The Supreme Jagadguru

Kripalu Maharaj Ashram

It was 1955 when, at the age of 33, Kripaluji Maharj organized his first religious conference in Chitakroot, which was attended by prominent spiritual leaders from across India.

Among the many attendees was Mahamahopadhyay Giridar Sharma, president of the Kashi Vidvat Parishad, who was greatly impressed with the Shri Maharajji’s learning and knowledge of scripture.

In 1956, Kripalu Maharaj organized another spiritual convention, this one in Kanpur, which was equally well-attended by major spiritual figures from across India, including Shri Raj Narain, Shat Shastree, the Chief Secretary of the Kashi Vidvat Parishad, one of the great and revered figures of the holy city of Varanasi. He was so taken with Shri Maharajji’s speaking and his unequalled grasp of scriptural wisdom that he invited Shri Maharajji to speak to the spiritual scholars of Kashi.

The next year, 1957, Kripalu Maharaj journeyed to Kashi to give the discourse. The group to which he spoke at Kashi was attended by all major religious figures from Varanasi, and also others from all corners of India.

In Kashi, his speeches to the scholars of Varanasi lasted for seven days. In these talks, he displayed a mastery of the Vedas, the Upanishads, Sutras, Upvedas, Darshan Shastras, Puranas Itias, the philosophies of the Jagadgurus, and the writings of the rasik saints, while at the same time radiating the humility and kindness of one wholly absorbed in Radha Bhao.

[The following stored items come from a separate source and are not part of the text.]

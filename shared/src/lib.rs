use chrono::NaiveDate;
use serde::{Deserialize, Serialize};
use std::fmt;

/// A booked session as seen by the dashboard.
///
/// `date` is an ISO calendar date (`YYYY-MM-DD`) and `time` a half-hour slot
/// label (`HH:MM`). Grid placement matches both by exact string equality.
#[derive(Debug, Clone, PartialEq, Serialize, Deserialize)]
pub struct Appointment {
    pub id: String,
    pub title: String,
    pub date: String,
    pub time: String,
    /// Length of the session in minutes
    pub duration: u32,
    #[serde(rename = "type")]
    pub appointment_type: AppointmentType,
    pub status: AppointmentStatus,
}

/// Whether the session is held with one client or a group
#[derive(Debug, Clone, Copy, PartialEq, Eq, Hash, Serialize, Deserialize)]
pub enum AppointmentType {
    #[serde(rename = "1-1")]
    OneToOne,
    #[serde(rename = "group")]
    Group,
}

impl fmt::Display for AppointmentType {
    fn fmt(&self, f: &mut fmt::Formatter<'_>) -> fmt::Result {
        match self {
            AppointmentType::OneToOne => write!(f, "1-1"),
            AppointmentType::Group => write!(f, "group"),
        }
    }
}

#[derive(Debug, Clone, Copy, PartialEq, Eq, Hash, Serialize, Deserialize)]
#[serde(rename_all = "lowercase")]
pub enum AppointmentStatus {
    Confirmed,
    Pending,
}

impl fmt::Display for AppointmentStatus {
    fn fmt(&self, f: &mut fmt::Formatter<'_>) -> fmt::Result {
        match self {
            AppointmentStatus::Confirmed => write!(f, "confirmed"),
            AppointmentStatus::Pending => write!(f, "pending"),
        }
    }
}

/// Request for booking a new appointment
#[derive(Debug, Clone, PartialEq, Serialize, Deserialize)]
pub struct CreateAppointmentRequest {
    pub title: String,
    pub date: String,
    pub time: String,
    pub duration: u32,
    #[serde(rename = "type")]
    pub appointment_type: AppointmentType,
    /// Defaults to pending when not provided
    pub status: Option<AppointmentStatus>,
}

/// Partial update of an existing appointment; `None` keeps the stored value
#[derive(Debug, Clone, Default, PartialEq, Serialize, Deserialize)]
pub struct UpdateAppointmentRequest {
    pub title: Option<String>,
    pub date: Option<String>,
    pub time: Option<String>,
    pub duration: Option<u32>,
    #[serde(rename = "type")]
    pub appointment_type: Option<AppointmentType>,
    pub status: Option<AppointmentStatus>,
}

/// Which calendar layout is visible
#[derive(Debug, Clone, Copy, PartialEq, Eq, Hash, Serialize, Deserialize)]
#[serde(rename_all = "lowercase")]
pub enum ViewMode {
    Week,
    Month,
}

impl Default for ViewMode {
    fn default() -> Self {
        ViewMode::Week
    }
}

/// The date anchoring the visible calendar plus the active layout
#[derive(Debug, Clone, Copy, PartialEq, Eq, Serialize, Deserialize)]
pub struct CalendarViewState {
    pub cursor: NaiveDate,
    pub view_mode: ViewMode,
}

impl CalendarViewState {
    pub fn new(cursor: NaiveDate, view_mode: ViewMode) -> Self {
        Self { cursor, view_mode }
    }
}

impl Default for CalendarViewState {
    fn default() -> Self {
        Self {
            cursor: chrono::Local::now().date_naive(),
            view_mode: ViewMode::default(),
        }
    }
}

/// A single cell of the month grid
#[derive(Debug, Clone, PartialEq, Serialize, Deserialize)]
#[serde(tag = "kind", rename_all = "snake_case")]
pub enum MonthCell {
    /// Empty cell before the first day so that it lines up under its weekday
    Padding,
    Day {
        date: NaiveDate,
        is_today: bool,
        appointments: Vec<Appointment>,
    },
}

impl MonthCell {
    pub fn date(&self) -> Option<NaiveDate> {
        match self {
            MonthCell::Padding => None,
            MonthCell::Day { date, .. } => Some(*date),
        }
    }

    pub fn appointments(&self) -> &[Appointment] {
        match self {
            MonthCell::Padding => &[],
            MonthCell::Day { appointments, .. } => appointments,
        }
    }
}

/// Month layout: Monday-first weekday headers followed by left-padded day cells
#[derive(Debug, Clone, PartialEq, Serialize, Deserialize)]
pub struct MonthView {
    pub year: i32,
    pub month: u32,
    pub title: String,
    pub weekday_headers: Vec<String>,
    pub cells: Vec<MonthCell>,
}

/// Column header of the week view
#[derive(Debug, Clone, PartialEq, Serialize, Deserialize)]
pub struct WeekColumn {
    pub date: NaiveDate,
    /// 0 = Monday ... 6 = Sunday
    pub day_index: u8,
    pub label: String,
    pub is_today: bool,
}

#[derive(Debug, Clone, PartialEq, Serialize, Deserialize)]
pub struct WeekCell {
    pub date: NaiveDate,
    pub time: String,
    /// Whether the practitioner's recurring availability covers this half hour
    pub available: bool,
    pub appointments: Vec<Appointment>,
}

/// One half-hour row of the week view, one cell per column
#[derive(Debug, Clone, PartialEq, Serialize, Deserialize)]
pub struct WeekRow {
    pub time: String,
    pub cells: Vec<WeekCell>,
}

#[derive(Debug, Clone, PartialEq, Serialize, Deserialize)]
pub struct WeekView {
    pub title: String,
    pub columns: Vec<WeekColumn>,
    pub rows: Vec<WeekRow>,
}

impl WeekView {
    /// Looks up the cell for a column date and slot label
    pub fn cell(&self, date: NaiveDate, time: &str) -> Option<&WeekCell> {
        self.rows
            .iter()
            .find(|row| row.time == time)
            .and_then(|row| row.cells.iter().find(|cell| cell.date == date))
    }
}

/// Render model handed to the presentation layer
#[derive(Debug, Clone, PartialEq, Serialize, Deserialize)]
#[serde(tag = "mode", rename_all = "lowercase")]
pub enum CalendarView {
    Week(WeekView),
    Month(MonthView),
}

/// A recurring weekly half hour marked as available
#[derive(Debug, Clone, PartialEq, Eq, Hash, PartialOrd, Ord, Serialize, Deserialize)]
pub struct AvailabilitySlot {
    /// 0 = Monday ... 6 = Sunday
    pub day: u8,
    pub time: String,
}

/// Saved state of the availability settings screen
#[derive(Debug, Clone, Default, PartialEq, Serialize, Deserialize)]
pub struct AvailabilitySnapshot {
    pub always_available: bool,
    pub slots: Vec<AvailabilitySlot>,
}

/// Current date information for the calendar header
#[derive(Debug, Clone, Serialize, Deserialize, PartialEq)]
pub struct CurrentDateResponse {
    pub month: u32,
    pub year: i32,
    pub day: u32,
    pub formatted_date: String,
    /// ISO date string (YYYY-MM-DD)
    pub iso_date: String,
}

/// How appointment creation treats bookings that share calendar time
#[derive(Debug, Clone, Copy, PartialEq, Eq, Serialize, Deserialize)]
#[serde(rename_all = "snake_case")]
pub enum ConflictPolicy {
    /// Accept overlapping bookings; the grid shows all of them in the cell
    Allow,
    /// Refuse a booking whose time range intersects an existing one on the same date
    RejectOverlapping,
}

/// Configuration for calendar and booking behaviour
#[derive(Debug, Clone, PartialEq, Serialize, Deserialize)]
pub struct CalendarConfig {
    pub conflict_policy: ConflictPolicy,
    pub max_title_length: usize,
    pub default_view_mode: ViewMode,
}

impl Default for CalendarConfig {
    fn default() -> Self {
        Self {
            conflict_policy: ConflictPolicy::RejectOverlapping,
            max_title_length: 120,
            default_view_mode: ViewMode::Week,
        }
    }
}

#[cfg(test)]
mod tests {
    use super::*;

    fn sample_appointment() -> Appointment {
        Appointment {
            id: "1".to_string(),
            title: "Group Therapy".to_string(),
            date: "2024-06-28".to_string(),
            time: "20:00".to_string(),
            duration: 90,
            appointment_type: AppointmentType::Group,
            status: AppointmentStatus::Confirmed,
        }
    }

    #[test]
    fn test_appointment_uses_dashboard_field_names() {
        let json = serde_json::to_value(sample_appointment()).unwrap();

        assert_eq!(json["type"], "group");
        assert_eq!(json["status"], "confirmed");
        assert_eq!(json["date"], "2024-06-28");
    }

    #[test]
    fn test_appointment_type_parses_one_to_one_label() {
        let parsed: AppointmentType = serde_json::from_str("\"1-1\"").unwrap();
        assert_eq!(parsed, AppointmentType::OneToOne);
        assert_eq!(parsed.to_string(), "1-1");
    }

    #[test]
    fn test_month_cell_accessors() {
        assert_eq!(MonthCell::Padding.date(), None);
        assert!(MonthCell::Padding.appointments().is_empty());

        let date = NaiveDate::from_ymd_opt(2024, 6, 28).unwrap();
        let cell = MonthCell::Day {
            date,
            is_today: false,
            appointments: vec![sample_appointment()],
        };
        assert_eq!(cell.date(), Some(date));
        assert_eq!(cell.appointments().len(), 1);
    }

    #[test]
    fn test_calendar_config_defaults() {
        let config = CalendarConfig::default();
        assert_eq!(config.conflict_policy, ConflictPolicy::RejectOverlapping);
        assert_eq!(config.default_view_mode, ViewMode::Week);
    }
}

It was at the close of these discourses that the esteemed scholars of the Kashi Vidvat Parishad took the opportunity to shower praise and offerings of flowers upon Shri Maharajji, and to offer thanks for having the opportunity to learn from his presence.

In this way, he came to be recognized as the fifth original Jagadguru in the last 5,000 years. Only four other Jagadgurus had come before him: Jagadguru Nimbarkacharya (<600 BC); Jagadguru Shankarcharya (509-477 BC); Jagadguru Ramanujacharya (1017-1137 AD); Jagadguru Madhvacharya (13th century).

Shri Maharjji has not created a new and seperate philosophy to express his views, but rather accepts the Shat Sandarbh of Jeev Goswami, and holds the Bhagwatan to be the complete and final scriptural authority. He has made a large contribution by working to reconcile differences between the Darsham Sutras and the philosophies expressed by prior Jagadgurus, and thus helped to eliminate any scritpural conflicts that might have lingered for hundreds of years.

Kripalu Maharaj, the soul’s desired aim is to receive the selfless and divine love of Radha Krishna.

Another contribution he has made is to adapt Hindi as his chosen language of scholarly expression. Up until about 500 years ago, Sanskrit was the common language of scholars and also available to more people. Today very few people are familiar with Sanskrit, and so Shri Maharjji has done a great service by using the common language in his writings and making his insights much more widely available.

His writings are: Prem Ras Siddhant (the philosophy of Divine love), Prem Ras Madira (the 1008 leela songs of Radha Krishna), Bhakti Shatak (the concise philosophy of the Upanishads, Gita, Brahm Sutra and the Bhagwanatam), Braj RasMadhuri (the chanting book), Radha Govind Geet (eleven thousand one hundred couplets of Radha Krishna leelas and the devotional philosophy), Yugal Shatak, Yugal Ras, Shri Krishna Dwadashi; and Shri Radha Traodashi.